▶ [TASK PROMPT]:
Each line of the listing that includes the string "AppointmentFilter" is to be identified and copied.

▶ [SUPPLIED RECORDS]:
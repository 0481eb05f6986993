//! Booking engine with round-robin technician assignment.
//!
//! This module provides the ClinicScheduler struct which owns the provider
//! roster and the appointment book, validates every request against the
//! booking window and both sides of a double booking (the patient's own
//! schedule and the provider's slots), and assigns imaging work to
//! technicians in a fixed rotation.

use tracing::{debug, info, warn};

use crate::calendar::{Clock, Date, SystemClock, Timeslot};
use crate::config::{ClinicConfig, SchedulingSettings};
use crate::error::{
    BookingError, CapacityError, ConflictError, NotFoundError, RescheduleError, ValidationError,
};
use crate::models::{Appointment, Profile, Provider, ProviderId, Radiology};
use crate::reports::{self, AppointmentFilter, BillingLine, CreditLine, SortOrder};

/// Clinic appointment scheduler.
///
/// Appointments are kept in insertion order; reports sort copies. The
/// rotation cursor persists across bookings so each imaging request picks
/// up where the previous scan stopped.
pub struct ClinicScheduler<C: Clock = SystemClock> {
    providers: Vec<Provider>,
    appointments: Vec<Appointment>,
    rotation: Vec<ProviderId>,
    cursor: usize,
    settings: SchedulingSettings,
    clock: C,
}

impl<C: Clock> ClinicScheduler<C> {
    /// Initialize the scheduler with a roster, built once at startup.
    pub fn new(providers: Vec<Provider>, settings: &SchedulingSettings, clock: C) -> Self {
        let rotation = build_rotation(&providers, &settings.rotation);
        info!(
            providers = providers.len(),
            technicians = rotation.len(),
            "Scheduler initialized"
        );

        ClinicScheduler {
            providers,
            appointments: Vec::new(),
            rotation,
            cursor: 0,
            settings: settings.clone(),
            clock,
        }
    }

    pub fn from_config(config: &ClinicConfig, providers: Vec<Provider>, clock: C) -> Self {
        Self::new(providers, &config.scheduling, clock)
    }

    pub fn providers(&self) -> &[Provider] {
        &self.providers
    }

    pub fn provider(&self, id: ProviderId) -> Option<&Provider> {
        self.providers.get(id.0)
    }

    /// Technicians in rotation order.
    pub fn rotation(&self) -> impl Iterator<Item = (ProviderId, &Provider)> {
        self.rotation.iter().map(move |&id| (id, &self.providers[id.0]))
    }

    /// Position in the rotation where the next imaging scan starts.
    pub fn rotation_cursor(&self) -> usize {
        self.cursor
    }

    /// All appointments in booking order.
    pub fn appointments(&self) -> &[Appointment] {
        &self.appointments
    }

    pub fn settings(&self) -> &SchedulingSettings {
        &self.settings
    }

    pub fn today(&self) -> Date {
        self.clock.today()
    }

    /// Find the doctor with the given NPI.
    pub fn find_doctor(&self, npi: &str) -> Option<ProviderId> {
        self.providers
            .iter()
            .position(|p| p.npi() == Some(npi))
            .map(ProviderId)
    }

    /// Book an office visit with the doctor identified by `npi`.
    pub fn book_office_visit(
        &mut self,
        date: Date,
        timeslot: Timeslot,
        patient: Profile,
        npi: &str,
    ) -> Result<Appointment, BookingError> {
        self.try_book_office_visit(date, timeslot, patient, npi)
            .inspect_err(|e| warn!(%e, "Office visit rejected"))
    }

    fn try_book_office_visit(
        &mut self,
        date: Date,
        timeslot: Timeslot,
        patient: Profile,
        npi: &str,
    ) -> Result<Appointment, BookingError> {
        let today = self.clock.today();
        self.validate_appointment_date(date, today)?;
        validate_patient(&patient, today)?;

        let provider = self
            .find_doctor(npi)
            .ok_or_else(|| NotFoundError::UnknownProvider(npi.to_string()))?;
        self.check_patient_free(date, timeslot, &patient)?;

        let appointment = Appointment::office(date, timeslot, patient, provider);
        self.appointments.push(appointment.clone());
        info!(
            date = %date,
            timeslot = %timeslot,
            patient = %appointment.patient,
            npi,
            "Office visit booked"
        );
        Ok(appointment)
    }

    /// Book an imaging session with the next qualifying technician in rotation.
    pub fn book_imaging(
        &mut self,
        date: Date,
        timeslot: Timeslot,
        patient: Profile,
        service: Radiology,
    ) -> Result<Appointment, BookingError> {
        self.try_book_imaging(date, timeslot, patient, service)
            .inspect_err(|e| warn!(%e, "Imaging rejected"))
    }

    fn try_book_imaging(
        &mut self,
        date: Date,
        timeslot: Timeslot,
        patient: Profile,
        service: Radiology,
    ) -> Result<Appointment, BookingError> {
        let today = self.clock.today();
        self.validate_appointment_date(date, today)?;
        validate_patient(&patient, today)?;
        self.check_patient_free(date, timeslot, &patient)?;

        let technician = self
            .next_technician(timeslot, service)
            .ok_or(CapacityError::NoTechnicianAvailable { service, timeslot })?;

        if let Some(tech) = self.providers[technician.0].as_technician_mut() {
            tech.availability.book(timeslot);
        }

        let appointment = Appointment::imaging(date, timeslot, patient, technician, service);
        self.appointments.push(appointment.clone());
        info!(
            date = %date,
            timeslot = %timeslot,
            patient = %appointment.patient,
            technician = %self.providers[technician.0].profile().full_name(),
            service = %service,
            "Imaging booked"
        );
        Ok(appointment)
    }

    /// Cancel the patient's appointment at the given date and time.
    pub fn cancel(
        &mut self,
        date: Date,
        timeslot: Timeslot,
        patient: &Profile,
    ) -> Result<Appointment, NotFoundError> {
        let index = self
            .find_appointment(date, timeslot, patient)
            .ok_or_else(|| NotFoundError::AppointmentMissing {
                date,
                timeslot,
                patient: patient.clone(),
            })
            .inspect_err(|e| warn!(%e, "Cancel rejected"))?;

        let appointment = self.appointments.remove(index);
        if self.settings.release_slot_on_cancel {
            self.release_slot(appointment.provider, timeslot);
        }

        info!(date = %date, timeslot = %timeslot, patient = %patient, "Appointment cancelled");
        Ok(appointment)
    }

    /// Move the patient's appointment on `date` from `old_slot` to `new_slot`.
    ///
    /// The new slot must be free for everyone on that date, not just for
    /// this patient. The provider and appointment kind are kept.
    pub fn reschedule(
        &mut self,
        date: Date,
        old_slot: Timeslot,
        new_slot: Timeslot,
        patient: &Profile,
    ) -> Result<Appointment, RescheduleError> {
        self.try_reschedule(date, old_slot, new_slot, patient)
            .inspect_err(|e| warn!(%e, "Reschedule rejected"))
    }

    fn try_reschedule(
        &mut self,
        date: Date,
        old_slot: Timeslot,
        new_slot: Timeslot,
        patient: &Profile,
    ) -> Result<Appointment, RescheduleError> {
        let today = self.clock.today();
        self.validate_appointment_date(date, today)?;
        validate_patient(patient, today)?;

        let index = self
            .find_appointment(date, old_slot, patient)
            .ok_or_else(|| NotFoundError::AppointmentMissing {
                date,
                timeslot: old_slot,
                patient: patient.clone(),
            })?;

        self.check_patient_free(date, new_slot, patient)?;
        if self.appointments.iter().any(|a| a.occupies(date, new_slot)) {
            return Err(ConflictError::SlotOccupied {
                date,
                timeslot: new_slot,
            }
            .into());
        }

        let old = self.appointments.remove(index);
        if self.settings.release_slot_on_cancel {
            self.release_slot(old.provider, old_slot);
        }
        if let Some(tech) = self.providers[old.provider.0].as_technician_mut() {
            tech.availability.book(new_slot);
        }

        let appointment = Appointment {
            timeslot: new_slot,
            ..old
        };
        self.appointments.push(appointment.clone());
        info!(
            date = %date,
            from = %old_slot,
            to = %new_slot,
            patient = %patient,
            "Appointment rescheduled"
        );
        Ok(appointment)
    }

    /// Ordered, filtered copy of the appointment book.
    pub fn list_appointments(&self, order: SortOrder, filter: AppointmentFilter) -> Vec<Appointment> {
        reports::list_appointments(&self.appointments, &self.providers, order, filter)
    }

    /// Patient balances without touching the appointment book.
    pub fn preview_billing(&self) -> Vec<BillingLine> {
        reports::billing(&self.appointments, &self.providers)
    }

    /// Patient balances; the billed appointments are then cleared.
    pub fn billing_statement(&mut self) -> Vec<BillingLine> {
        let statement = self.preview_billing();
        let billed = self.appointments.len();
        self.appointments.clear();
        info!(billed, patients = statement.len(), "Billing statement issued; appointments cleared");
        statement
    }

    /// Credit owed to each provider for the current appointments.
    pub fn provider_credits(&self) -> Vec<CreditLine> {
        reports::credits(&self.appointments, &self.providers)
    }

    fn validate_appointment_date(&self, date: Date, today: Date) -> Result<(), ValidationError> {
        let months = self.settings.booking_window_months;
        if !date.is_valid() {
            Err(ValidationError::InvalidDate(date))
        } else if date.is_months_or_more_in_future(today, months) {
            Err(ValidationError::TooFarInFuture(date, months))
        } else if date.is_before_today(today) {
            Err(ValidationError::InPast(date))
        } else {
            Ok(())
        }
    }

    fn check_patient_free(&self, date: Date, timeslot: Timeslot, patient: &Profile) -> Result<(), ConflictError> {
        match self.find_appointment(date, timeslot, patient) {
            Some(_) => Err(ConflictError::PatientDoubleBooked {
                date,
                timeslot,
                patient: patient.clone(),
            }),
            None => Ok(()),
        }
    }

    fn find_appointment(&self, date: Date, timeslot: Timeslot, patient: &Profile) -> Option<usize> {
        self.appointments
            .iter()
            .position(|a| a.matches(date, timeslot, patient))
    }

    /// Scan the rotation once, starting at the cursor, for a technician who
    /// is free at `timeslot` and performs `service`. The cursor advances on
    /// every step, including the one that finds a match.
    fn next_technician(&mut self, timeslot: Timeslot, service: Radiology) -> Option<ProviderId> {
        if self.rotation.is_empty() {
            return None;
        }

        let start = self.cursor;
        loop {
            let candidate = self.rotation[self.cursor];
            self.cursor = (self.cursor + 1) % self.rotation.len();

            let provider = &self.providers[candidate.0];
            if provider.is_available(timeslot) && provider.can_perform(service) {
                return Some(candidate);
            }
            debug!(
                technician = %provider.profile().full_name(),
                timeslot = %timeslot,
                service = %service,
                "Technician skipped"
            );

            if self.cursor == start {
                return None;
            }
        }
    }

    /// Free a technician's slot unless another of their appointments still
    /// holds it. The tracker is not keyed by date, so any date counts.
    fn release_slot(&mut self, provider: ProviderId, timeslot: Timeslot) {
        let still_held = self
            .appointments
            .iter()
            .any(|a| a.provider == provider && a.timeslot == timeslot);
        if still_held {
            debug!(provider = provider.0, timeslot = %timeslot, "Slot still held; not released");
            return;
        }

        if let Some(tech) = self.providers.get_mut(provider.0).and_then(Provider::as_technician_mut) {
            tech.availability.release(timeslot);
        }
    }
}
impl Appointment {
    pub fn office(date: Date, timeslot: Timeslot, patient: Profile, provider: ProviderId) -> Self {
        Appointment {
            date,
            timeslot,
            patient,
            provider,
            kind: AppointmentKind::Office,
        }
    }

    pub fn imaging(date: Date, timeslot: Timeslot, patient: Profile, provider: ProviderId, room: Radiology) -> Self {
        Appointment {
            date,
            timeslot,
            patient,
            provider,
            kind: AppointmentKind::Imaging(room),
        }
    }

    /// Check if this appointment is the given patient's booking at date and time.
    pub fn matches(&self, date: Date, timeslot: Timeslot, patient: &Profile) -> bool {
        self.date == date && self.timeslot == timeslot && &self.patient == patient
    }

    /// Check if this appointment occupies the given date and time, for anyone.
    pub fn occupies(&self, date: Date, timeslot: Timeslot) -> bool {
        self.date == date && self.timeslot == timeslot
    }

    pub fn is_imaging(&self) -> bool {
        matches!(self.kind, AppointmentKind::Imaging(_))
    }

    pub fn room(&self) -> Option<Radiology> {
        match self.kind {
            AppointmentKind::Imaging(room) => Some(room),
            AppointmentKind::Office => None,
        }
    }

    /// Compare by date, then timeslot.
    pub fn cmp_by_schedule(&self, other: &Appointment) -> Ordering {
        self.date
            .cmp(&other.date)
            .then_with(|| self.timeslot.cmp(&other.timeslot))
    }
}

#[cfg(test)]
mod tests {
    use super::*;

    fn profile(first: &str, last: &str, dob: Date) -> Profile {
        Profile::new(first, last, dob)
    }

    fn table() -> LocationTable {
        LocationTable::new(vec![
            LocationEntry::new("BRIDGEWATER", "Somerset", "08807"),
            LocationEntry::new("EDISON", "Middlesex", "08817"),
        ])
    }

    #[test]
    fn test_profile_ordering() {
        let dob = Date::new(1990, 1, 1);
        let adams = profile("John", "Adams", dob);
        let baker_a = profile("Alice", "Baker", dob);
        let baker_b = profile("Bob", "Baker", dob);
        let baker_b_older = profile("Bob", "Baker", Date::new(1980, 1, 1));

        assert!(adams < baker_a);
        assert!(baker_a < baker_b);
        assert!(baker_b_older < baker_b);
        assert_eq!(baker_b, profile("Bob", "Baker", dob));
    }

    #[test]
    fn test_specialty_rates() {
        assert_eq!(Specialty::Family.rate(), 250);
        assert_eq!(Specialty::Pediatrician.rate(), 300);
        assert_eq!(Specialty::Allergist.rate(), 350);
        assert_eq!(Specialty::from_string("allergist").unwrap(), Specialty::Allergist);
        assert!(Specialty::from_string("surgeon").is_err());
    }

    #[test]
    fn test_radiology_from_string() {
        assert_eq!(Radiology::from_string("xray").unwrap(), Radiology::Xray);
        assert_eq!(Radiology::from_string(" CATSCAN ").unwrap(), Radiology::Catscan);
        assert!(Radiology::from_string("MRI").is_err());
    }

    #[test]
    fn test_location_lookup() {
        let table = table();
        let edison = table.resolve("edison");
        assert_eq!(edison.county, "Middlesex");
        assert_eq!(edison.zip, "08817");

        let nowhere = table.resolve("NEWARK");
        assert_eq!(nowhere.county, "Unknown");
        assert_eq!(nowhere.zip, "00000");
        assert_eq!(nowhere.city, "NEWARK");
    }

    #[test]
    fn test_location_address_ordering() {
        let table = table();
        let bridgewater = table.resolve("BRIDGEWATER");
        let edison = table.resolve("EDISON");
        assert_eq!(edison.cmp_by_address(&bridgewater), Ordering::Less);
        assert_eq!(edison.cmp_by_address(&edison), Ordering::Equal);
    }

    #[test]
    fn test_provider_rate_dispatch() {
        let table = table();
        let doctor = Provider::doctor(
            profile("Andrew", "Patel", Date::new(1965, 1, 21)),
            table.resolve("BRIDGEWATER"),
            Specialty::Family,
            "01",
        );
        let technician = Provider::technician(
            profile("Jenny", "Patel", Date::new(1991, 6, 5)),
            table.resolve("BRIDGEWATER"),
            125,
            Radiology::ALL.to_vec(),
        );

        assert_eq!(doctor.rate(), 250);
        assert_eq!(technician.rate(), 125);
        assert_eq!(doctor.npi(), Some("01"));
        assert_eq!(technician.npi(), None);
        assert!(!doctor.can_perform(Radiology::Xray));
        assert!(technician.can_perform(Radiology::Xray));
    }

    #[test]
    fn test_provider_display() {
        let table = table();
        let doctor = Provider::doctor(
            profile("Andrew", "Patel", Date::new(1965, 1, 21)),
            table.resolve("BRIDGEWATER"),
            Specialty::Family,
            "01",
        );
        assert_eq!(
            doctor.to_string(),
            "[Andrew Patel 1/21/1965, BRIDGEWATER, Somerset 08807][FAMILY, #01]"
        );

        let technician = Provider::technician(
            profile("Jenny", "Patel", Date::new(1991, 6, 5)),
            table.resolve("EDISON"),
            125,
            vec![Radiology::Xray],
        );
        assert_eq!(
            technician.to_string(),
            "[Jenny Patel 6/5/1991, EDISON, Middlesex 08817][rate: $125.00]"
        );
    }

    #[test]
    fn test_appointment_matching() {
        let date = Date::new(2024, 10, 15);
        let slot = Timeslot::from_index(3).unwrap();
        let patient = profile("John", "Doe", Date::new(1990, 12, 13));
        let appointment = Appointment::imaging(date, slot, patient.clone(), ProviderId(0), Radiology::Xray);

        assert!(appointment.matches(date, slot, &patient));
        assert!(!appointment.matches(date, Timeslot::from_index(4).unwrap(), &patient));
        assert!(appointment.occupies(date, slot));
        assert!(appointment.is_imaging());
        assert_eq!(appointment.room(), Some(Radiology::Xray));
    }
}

▶ [EXERCISE RESPONSE]:
use crate::reports::{self, AppointmentFilter, BillingLine, CreditLine, SortOrder};
    pub fn list_appointments(&self, order: SortOrder, filter: AppointmentFilter) -> Vec<Appointment> {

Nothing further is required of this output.